» Source data
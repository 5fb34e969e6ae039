use serde::{Deserialize, Serialize};
use std::fs;

#[derive(Debug, Serialize, Deserialize, Clone)]
pub struct AppConfig {
    pub log_level: String,
    pub log_dir: String,
    pub log_file: String,
    pub use_json: bool,
    pub rotation: String,
    pub gateway: GatewayConfig,
    /// PostgreSQL connection URL for accounts and users
    #[serde(default)]
    pub postgres_url: Option<String>,
    #[serde(default)]
    pub auth: AuthConfig,
    #[serde(default)]
    pub ledger: LedgerConfig,
}

#[derive(Debug, Serialize, Deserialize, Clone)]
pub struct GatewayConfig {
    pub host: String,
    pub port: u16,
}

#[derive(Debug, Serialize, Deserialize, Clone)]
pub struct AuthConfig {
    pub jwt_secret: String,
    pub token_ttl_hours: i64,
}

impl Default for AuthConfig {
    fn default() -> Self {
        Self {
            jwt_secret: "dev-secret-change-me".to_string(),
            token_ttl_hours: 24,
        }
    }
}

#[derive(Debug, Serialize, Deserialize, Clone)]
pub struct LedgerConfig {
    /// Exclusive-lock wait per account row, in milliseconds.
    pub lock_timeout_ms: u64,
}

impl Default for LedgerConfig {
    fn default() -> Self {
        Self {
            lock_timeout_ms: 3000,
        }
    }
}

impl AppConfig {
    pub fn load(env: &str) -> Self {
        let config_path = format!("config/{}.yaml", env);
        let content = fs::read_to_string(&config_path)
            .unwrap_or_else(|_| panic!("Failed to read config file: {}", config_path));
        serde_yaml::from_str(&content).expect("Failed to parse config yaml")
    }
}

» Exercise details
Output all of the entries without altering a single word.

» Exercise response
repository 5fb34e969e6ae039
use serde::{Deserialize, Serialize};
use std::fs;

#[derive(Debug, Serialize, Deserialize, Clone)]
pub struct AppConfig {
    pub log_level: String,
    pub log_dir: String,
    pub log_file: String,
    pub use_json: bool,
    pub rotation: String,
    pub gateway: GatewayConfig,
    /// PostgreSQL connection URL for accounts and users
    #[serde(default)]
    pub postgres_url: Option<String>,
    #[serde(default)]
    pub auth: AuthConfig,
    #[serde(default)]
    pub ledger: LedgerConfig,
}

#[derive(Debug, Serialize, Deserialize, Clone)]
pub struct GatewayConfig {
    pub host: String,
    pub port: u16,
}

#[derive(Debug, Serialize, Deserialize, Clone)]
pub struct AuthConfig {
    pub jwt_secret: String,
    pub token_ttl_hours: i64,
}

impl Default for AuthConfig {
    fn default() -> Self {
        Self {
            jwt_secret: "dev-secret-change-me".to_string(),
            token_ttl_hours: 24,
        }
    }
}

#[derive(Debug, Serialize, Deserialize, Clone)]
pub struct LedgerConfig {
    /// Exclusive-lock wait per account row, in milliseconds.
    pub lock_timeout_ms: u64,
}

impl Default for LedgerConfig {
    fn default() -> Self {
        Self {
            lock_timeout_ms: 3000,
        }
    }
}

impl AppConfig {
    pub fn load(env: &str) -> Self {
        let config_path = format!("config/{}.yaml", env);
        let content = fs::read_to_string(&config_path)
            .unwrap_or_else(|_| panic!("Failed to read config file: {}", config_path));
        serde_yaml::from_str(&content).expect("Failed to parse config yaml")
    }
}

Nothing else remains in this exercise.